Esses ganhos territoriais não foram permanentes, no entanto. Com o desaparecimento dos Kahama, o território de Kasakela agora se aproximava diretamente do território de outra comunidade de chimpanzés, chamada Kalande. Intimidados pela força e número superiores dos Kalande, bem como algumas escaramuças violentas ao longo de sua fronteira, os Kasakela rapidamente desistiram de seu novo território. Além disso, quando voltaram para o norte, os Kasakela foram perseguidos por forrageiros Mitumba, que também superavam em número a comunidade Kasakela. Por fim, as hostilidades cessaram e a ordem regular das coisas foi restaurada.
Existe uma teoria antiga e bem conhecida na psicologia chamada "hipótese do contato". Sustenta que o contato entre dois grupos, idealmente em igualdade de status, promove tolerância e aceitação. Embora este modelo tenha sido desenvolvido especificamente para estudar o comportamento humano, ele também se aplica aqui.
Uma vez que os dois grupos se separaram e cessaram o contato, a hostilidade entre eles se intensificou e qualquer esperança de paz voou pela janela. Essa perspectiva "nós versus eles" também se reflete no comportamento humano. Embora a Guerra dos Chimpanzés de Gombe não seja exatamente idêntica à guerra humana, é surpreendentemente semelhante em brutalidade e fidelidade a uma tribo.
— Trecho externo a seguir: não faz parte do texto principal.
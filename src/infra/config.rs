use std::path::Path;
use std::time::Duration;

use anyhow::{Context, Result};
use serde::{Deserialize, Serialize};

use crate::cli::{AppContext, InitArgs};

#[derive(Debug, Serialize, Deserialize)]
#[serde(default)]
pub struct Config
{
    /// Server address, host:port
    pub server: Option<String>,

    /// Default user name for server sessions
    pub user: Option<String>,

    /// Polling bound in seconds
    pub timeout_secs: u64,

    /// Seconds between status polls
    pub poll_interval_secs: u64,
}

impl Default for Config
{
    fn default() -> Self
    {
        Self {
            server: None,
            user: None,
            timeout_secs: 60 * 60,
            poll_interval_secs: 5,
        }
    }
}

impl Config
{
    pub fn timeout(&self) -> Duration
    {
        Duration::from_secs(self.timeout_secs)
    }

    pub fn poll_interval(&self) -> Duration
    {
        Duration::from_secs(self.poll_interval_secs)
    }
}

pub fn load_config() -> Result<Config>
{
    let mut builder = config::Config::builder();

    // Load from config files in priority order
    let config_paths = ["preflight.toml", ".preflight.toml"];

    for path in &config_paths
    {
        if Path::new(path).exists()
        {
            builder = builder.add_source(config::File::with_name(path));
            break;
        }
    }

    // Environment variables with PREFLIGHT_ prefix override file values.
    // No separator: the keys themselves contain underscores.
    builder = builder.add_source(config::Environment::with_prefix("PREFLIGHT"));

    let cfg = builder
        .build()
        .context("Failed to load configuration")?;
    let parsed: Config = cfg
        .try_deserialize()
        .context("Failed to parse configuration")?;

    Ok(parsed)
}

pub fn init(
    args: InitArgs,
    ctx: &AppContext,
) -> Result<()>
{
    let config_path = args
        .path
        .join("preflight.toml");

    if config_path.exists() && !args.force
    {
        anyhow::bail!(
            "Config file already exists at {}. Use --force to overwrite.",
            config_path.display()
        );
    }

    let config = Config::default();
    let toml_string =
        toml::to_string_pretty(&config).context("Failed to serialize default config")?;

    std::fs::write(&config_path, toml_string).context("Failed to write config file")?;

    if !ctx.quiet
    {
        println!("Created config file at {}", config_path.display());
    }
    Ok(())
}

#[cfg(test)]
mod tests
{
    use super::*;

    #[test]
    fn defaults_match_documented_bounds()
    {
        let config = Config::default();
        assert_eq!(config.timeout(), Duration::from_secs(3600));
        assert_eq!(config.poll_interval(), Duration::from_secs(5));
        assert!(config.server.is_none());
    }

    #[test]
    fn partial_file_fills_in_defaults()
    {
        let parsed: Config = toml::from_str("server = \"ci.example.com:9955\"").unwrap();
        assert_eq!(parsed.server.as_deref(), Some("ci.example.com:9955"));
        assert_eq!(parsed.poll_interval_secs, 5);
    }
}
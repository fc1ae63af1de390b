//! Path-specification expansion into a deduplicated, filtered, ordered set
//! of candidate local files.
//!
//! A specification is a concrete file, a directory (expanded recursively),
//! a glob pattern containing `*` or `!`, or `@listfile` whose lines are
//! themselves specifications (one level of indirection only). A path that
//! does not exist and is not a pattern is kept as-is: it represents a
//! locally deleted file.

use std::collections::BTreeSet;
use std::fs;
use std::path::{Path, PathBuf};

use globset::GlobBuilder;
use ignore::WalkBuilder;
use tracing::debug;

use crate::core::errors::RunError;
use crate::core::mapper::{RULE_FILE_NAME, canonicalize_allowing_missing, normalize};

/// Expands CLI path specifications against a base directory (normally the
/// process working directory; injectable for tests).
pub struct Collector {
    base: PathBuf,
}

impl Collector {
    pub fn new(base: impl Into<PathBuf>) -> Self {
        Self { base: base.into() }
    }

    /// Collects candidate files. When `specs` is empty the lines of `stdin`
    /// are used instead; when that is also empty, everything under the base
    /// directory is taken. Fails with [`RunError::NoFilesCollected`] when
    /// the final set is empty.
    ///
    /// The result is deduplicated by canonical path and sorted
    /// lexicographically, so downstream patch assembly is reproducible.
    pub fn collect(&self, specs: &[String], stdin: Option<&str>) -> Result<Vec<PathBuf>, RunError> {
        let mut effective: Vec<String> = specs
            .iter()
            .map(|s| s.trim().to_owned())
            .filter(|s| !s.is_empty())
            .collect();

        if effective.is_empty()
            && let Some(input) = stdin
        {
            effective = input
                .lines()
                .map(|l| l.trim().to_owned())
                .filter(|l| !l.is_empty())
                .collect();
            if !effective.is_empty() {
                debug!(specs = effective.len(), "read path specifications from stdin");
            }
        }
        if effective.is_empty() {
            debug!(base = %self.base.display(), "no specifications; using base directory");
            effective.push(".".to_owned());
        }

        let mut out = BTreeSet::new();
        for spec in &effective {
            if let Some(list) = spec.strip_prefix('@') {
                self.expand_list_file(Path::new(list), &mut out)?;
            } else {
                self.expand_spec(spec, &mut out)?;
            }
        }

        if out.is_empty() {
            return Err(RunError::NoFilesCollected);
        }
        Ok(out.into_iter().collect())
    }

    /// One level of list-file indirection: each line is a specification,
    /// but may not be another list-file.
    fn expand_list_file(&self, list: &Path, out: &mut BTreeSet<PathBuf>) -> Result<(), RunError> {
        let list_path = self.anchored(list);
        let contents = fs::read_to_string(&list_path).map_err(|source| RunError::InvalidPath {
            path: list_path.clone(),
            source,
        })?;
        for line in contents.lines() {
            let line = line.trim();
            if line.is_empty() {
                continue;
            }
            if line.starts_with('@') {
                return Err(RunError::NestedListFile {
                    list: list_path,
                    entry: line.to_owned(),
                });
            }
            self.expand_spec(line, out)?;
        }
        Ok(())
    }

    fn expand_spec(&self, spec: &str, out: &mut BTreeSet<PathBuf>) -> Result<(), RunError> {
        if has_pattern(spec) {
            return self.expand_pattern(spec, out);
        }

        let path = self.anchored(Path::new(spec));
        if path.is_dir() {
            for file in self.walk_files(&path) {
                self.admit(&file, out)?;
            }
        } else {
            // Existing file, or a path that no longer exists on disk; the
            // latter becomes a Deleted patch entry downstream.
            self.admit(&path, out)?;
        }
        Ok(())
    }

    /// Glob expansion over the base directory, matched against the path
    /// relative to the base.
    fn expand_pattern(&self, pattern: &str, out: &mut BTreeSet<PathBuf>) -> Result<(), RunError> {
        let glob = GlobBuilder::new(pattern)
            .literal_separator(false)
            .build()
            .map_err(|err| RunError::InvalidPath {
                path: PathBuf::from(pattern),
                source: std::io::Error::new(std::io::ErrorKind::InvalidInput, err),
            })?
            .compile_matcher();

        for file in self.walk_files(&self.base) {
            let relative = file.strip_prefix(&self.base).unwrap_or(&file);
            if glob.is_match(relative) {
                self.admit(&file, out)?;
            }
        }
        Ok(())
    }

    /// All regular files under `root`. Standard ignore filters are off:
    /// this collector must see every file, tracked or not.
    fn walk_files(&self, root: &Path) -> Vec<PathBuf> {
        WalkBuilder::new(root)
            .standard_filters(false)
            .hidden(false)
            .build()
            .filter_map(|entry| entry.ok())
            .filter(|entry| entry.file_type().is_some_and(|ft| ft.is_file()))
            .map(|entry| entry.into_path())
            .collect()
    }

    /// Canonicalizes and applies the exclusion filters before admitting a
    /// candidate into the result set.
    fn admit(&self, path: &Path, out: &mut BTreeSet<PathBuf>) -> Result<(), RunError> {
        let canonical =
            canonicalize_allowing_missing(path).map_err(|source| RunError::InvalidPath {
                path: path.to_path_buf(),
                source,
            })?;
        if is_excluded(&canonical) {
            debug!(file = %canonical.display(), "excluded version-control/admin file");
            return Ok(());
        }
        out.insert(canonical);
        Ok(())
    }

    fn anchored(&self, path: &Path) -> PathBuf {
        if path.is_absolute() {
            path.to_path_buf()
        } else {
            self.base.join(path)
        }
    }
}

fn has_pattern(spec: &str) -> bool {
    spec.contains('*') || spec.contains('!')
}

/// Version-control metadata (`CVS/` bookkeeping, anything under `.svn`) and
/// the mapping rule-file itself never travel in a patch.
fn is_excluded(path: &Path) -> bool {
    if path
        .file_name()
        .and_then(|n| n.to_str())
        .is_some_and(|n| n.eq_ignore_ascii_case(RULE_FILE_NAME))
    {
        return true;
    }
    let normal = normalize(path).to_ascii_lowercase();
    normal.contains("/.svn/")
        || normal.ends_with("/.svn")
        || normal.ends_with("cvs/entries")
        || normal.ends_with("cvs/repository")
        || normal.ends_with("cvs/root")
}
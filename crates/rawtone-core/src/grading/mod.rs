//! Grading tools: slider operators and automatic white balance.

pub mod auto_balance;
pub mod sliders;
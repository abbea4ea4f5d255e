//! Color management: white balance parameterization.

pub mod white_balance;
//! Row kernel selection.
//!
//! The pipeline renders rows through a function pointer chosen once from
//! the host's CPU capabilities. All variants are bit-identical; wider ones
//! only process more pixels per step.

use serde::{Deserialize, Serialize};

use crate::transform::evaluate::transform_pixel;
use crate::transform::matrix::ColorTransform;
use crate::transform::simd::{render_row_x4, render_row_x8};
use crate::transform::tone_curve::ToneCurve;

/// Renders one row: `src` holds pixels `pixel_stride` samples apart,
/// `out` receives packed RGB; the pixel count is `out.len() / 3`.
pub type RowFn = fn(&[u16], usize, &mut [u8], &ColorTransform, &ToneCurve);

/// Host CPU capabilities relevant to kernel selection, as detected by the host.
#[derive(Debug, Clone, Copy, Default, PartialEq, Eq, Serialize, Deserialize)]
pub struct CpuFlags {
    pub sse2: bool,
    pub avx2: bool,
}

impl CpuFlags {
    /// No vector support; always selects the scalar kernel.
    pub const NONE: Self = Self {
        sse2: false,
        avx2: false,
    };
}

#[derive(Debug, Clone, Copy, PartialEq, Eq, Hash, Serialize, Deserialize)]
pub enum KernelKind {
    Scalar,
    Wide4,
    Wide8,
}

impl KernelKind {
    pub fn select(flags: CpuFlags) -> Self {
        if flags.avx2 {
            Self::Wide8
        } else if flags.sse2 {
            Self::Wide4
        } else {
            Self::Scalar
        }
    }

    pub fn label(self) -> &'static str {
        match self {
            Self::Scalar => "scalar",
            Self::Wide4 => "wide-x4",
            Self::Wide8 => "wide-x8",
        }
    }

    fn row_fn(self) -> RowFn {
        match self {
            Self::Scalar => render_row_scalar,
            Self::Wide4 => render_row_x4,
            Self::Wide8 => render_row_x8,
        }
    }
}

/// Reference row kernel.
pub fn render_row_scalar(
    src: &[u16],
    pixel_stride: usize,
    out: &mut [u8],
    transform: &ColorTransform,
    curve: &ToneCurve,
) {
    for (x, rgb) in out.chunks_exact_mut(3).enumerate() {
        let px = &src[x * pixel_stride..];
        rgb.copy_from_slice(&transform_pixel(px, transform, curve));
    }
}

/// The selected row kernel.
#[derive(Debug, Clone, Copy)]
pub struct PixelKernel {
    kind: KernelKind,
    row: RowFn,
}

impl PixelKernel {
    pub fn new(kind: KernelKind) -> Self {
        Self {
            kind,
            row: kind.row_fn(),
        }
    }

    pub fn for_flags(flags: CpuFlags) -> Self {
        Self::new(KernelKind::select(flags))
    }

    pub fn kind(&self) -> KernelKind {
        self.kind
    }

    #[inline]
    pub fn render_row(
        &self,
        src: &[u16],
        pixel_stride: usize,
        out: &mut [u8],
        transform: &ColorTransform,
        curve: &ToneCurve,
    ) {
        (self.row)(src, pixel_stride, out, transform, curve);
    }
}
//! Progress of the incremental render pass.

/// Progress of the current pass over the working image.
#[derive(Debug, Clone, Copy, Default, PartialEq, Eq)]
pub struct RenderState {
    /// The last pass reached the bottom of the image.
    pub done: bool,
    /// Next row the pass will render.
    pub last_row: usize,
    /// Clipping warnings are composited into the preview.
    pub overlay_enabled: bool,
}

/// Where the renderer stands between two steps.
#[derive(Debug, Clone, Copy, PartialEq, Eq)]
pub enum RenderPhase {
    /// Nothing to render.
    Idle,
    /// A full pass is required and has not started.
    Dirty,
    /// A pass was interrupted and will resume at `last_row`.
    Running,
}

/// Outcome of one call to the renderer.
#[derive(Debug, Clone, Copy, PartialEq, Eq)]
pub enum RenderStatus {
    /// Work remains; call again when the host is idle.
    Pending,
    Done,
}

impl RenderState {
    /// Require a new full pass from the top.
    pub fn invalidate(&mut self) {
        self.done = false;
        self.last_row = 0;
    }

    pub fn phase(&self) -> RenderPhase {
        match (self.done, self.last_row) {
            (true, _) => RenderPhase::Idle,
            (false, 0) => RenderPhase::Dirty,
            (false, _) => RenderPhase::Running,
        }
    }
}

#[cfg(test)]
mod tests {
    use super::*;

    #[test]
    fn test_phases() {
        let mut state = RenderState::default();
        assert_eq!(state.phase(), RenderPhase::Dirty);
        state.last_row = 3;
        assert_eq!(state.phase(), RenderPhase::Running);
        state.done = true;
        state.last_row = 0;
        assert_eq!(state.phase(), RenderPhase::Idle);
        state.invalidate();
        assert_eq!(state.phase(), RenderPhase::Dirty);
    }

    #[test]
    fn test_invalidate_keeps_overlay_flag() {
        let mut state = RenderState {
            done: true,
            last_row: 0,
            overlay_enabled: true,
        };
        state.invalidate();
        assert!(state.overlay_enabled);
        assert!(!state.done);
    }
}
//! Preview configuration.

use std::ops::RangeInclusive;

use serde::{Deserialize, Serialize};
use tracing::warn;

use crate::error::Result;

/// Display gamma used when none (or a nonsensical one) is configured.
pub const DEFAULT_GAMMA: f64 = 2.2;
/// Configured gammas below this are replaced with [`DEFAULT_GAMMA`].
pub const MIN_GAMMA: f64 = 0.1;
pub const DEFAULT_SCALE: usize = 2;
pub const SCALE_RANGE: RangeInclusive<usize> = 1..=5;

/// Session-wide preview settings.
#[derive(Debug, Clone, PartialEq, Serialize, Deserialize)]
#[serde(default)]
pub struct PreviewConfig {
    /// Display gamma of the tone curve.
    pub gamma: f64,
    /// Integer downscale from the source to the working image.
    pub scale: usize,
    /// Rebuild the histogram after every transform change.
    pub histogram_visible: bool,
    /// Paint clipping warnings into the preview.
    pub exposure_overlay: bool,
}

impl Default for PreviewConfig {
    fn default() -> Self {
        Self {
            gamma: DEFAULT_GAMMA,
            scale: DEFAULT_SCALE,
            histogram_visible: true,
            exposure_overlay: false,
        }
    }
}

impl PreviewConfig {
    pub fn from_json(json: &str) -> Result<Self> {
        Ok(serde_json::from_str(json)?)
    }

    /// Defaults overlaid with `RAWTONE_GAMMA` and `RAWTONE_SCALE`.
    pub fn from_env() -> Self {
        let mut config = Self::default();
        if let Some(gamma) = std::env::var("RAWTONE_GAMMA")
            .ok()
            .and_then(|s| s.parse().ok())
        {
            config.gamma = gamma;
        }
        if let Some(scale) = std::env::var("RAWTONE_SCALE")
            .ok()
            .and_then(|s| s.parse::<f64>().ok())
        {
            // Fractional scales are floored.
            config.scale = scale.max(0.0) as usize;
        }
        config
    }

    /// Replace an unusable gamma and clamp the scale into range.
    pub fn sanitized(mut self) -> Self {
        if !(self.gamma >= MIN_GAMMA) {
            warn!(gamma = self.gamma, "Display gamma too low, using {DEFAULT_GAMMA}");
            self.gamma = DEFAULT_GAMMA;
        }
        self.scale = clamp_scale(self.scale);
        self
    }
}

pub fn clamp_scale(scale: usize) -> usize {
    scale.clamp(*SCALE_RANGE.start(), *SCALE_RANGE.end())
}

#[cfg(test)]
mod tests {
    use super::*;

    #[test]
    fn test_defaults() {
        let config = PreviewConfig::default();
        assert_eq!(config.gamma, 2.2);
        assert_eq!(config.scale, 2);
        assert!(config.histogram_visible);
        assert!(!config.exposure_overlay);
    }

    #[test]
    fn test_from_json_fills_missing_fields() {
        let config = PreviewConfig::from_json(r#"{"scale": 4, "exposure_overlay": true}"#).unwrap();
        assert_eq!(config.scale, 4);
        assert!(config.exposure_overlay);
        assert_eq!(config.gamma, 2.2);
    }

    #[test]
    fn test_from_json_rejects_garbage() {
        assert!(PreviewConfig::from_json("{scale: ").is_err());
    }

    #[test]
    fn test_sanitized_replaces_low_gamma_and_clamps_scale() {
        let config = PreviewConfig {
            gamma: 0.05,
            scale: 9,
            ..Default::default()
        }
        .sanitized();
        assert_eq!(config.gamma, DEFAULT_GAMMA);
        assert_eq!(config.scale, 5);

        let config = PreviewConfig {
            gamma: f64::NAN,
            scale: 0,
            ..Default::default()
        }
        .sanitized();
        assert_eq!(config.gamma, DEFAULT_GAMMA);
        assert_eq!(config.scale, 1);
    }
}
- "Durante muitos anos eu acreditei que os chimpanzés, apesar de mostrarem semelhanças estranhas com os humanos de muitas maneiras, eram, em geral, bastante 'mais agradáveis' do que nós", disse Jane Goodall. - "De repente, descobri que sob certas circunstâncias eles poderiam ser tão brutais... eles também tinham um lado sombrio em sua natureza."
A eclosão da guerra foi um choque perturbador para Jane, que anteriormente considerava os chimpanzés, embora semelhantes aos seres humanos, bastante "mais simpáticos". Juntamente com sua observação de 1975 de infanticídio canibal por uma mulher de alto escalão na comunidade, a guerra de Gombe revelou o "lado negro" do comportamento dos chimpanzés.
Quando ela relatou os eventos da Guerra de Gombe, muitos duvidaram da história da guerra natural entre chimpanzés. Na época, os modelos científicos de comportamento humano e animal praticamente nunca se sobrepunham. Alguns cientistas a acusaram de antropomorfismo excessivo; outros sugeriram que sua presença e sua prática de alimentar os chimpanzés criaram um conflito violento em uma sociedade naturalmente pacífica.
No entanto, pesquisas posteriores usando métodos menos intrusivos confirmaram que as sociedades de chimpanzés, em seu estado natural, fazem guerra. Um estudo de 2018 publicado no American Journal of Physical Anthropology concluiu que a Guerra de Gombe foi provavelmente uma consequência de uma luta pelo poder entre três homens de alto escalão, que foi exacerbada por uma escassez incomum de mulheres férteis.
Desde a guerra em Gombe, conflitos em larga escala mais documentados entre grupos de chimpanzés foram observados na Tanzânia e em Uganda.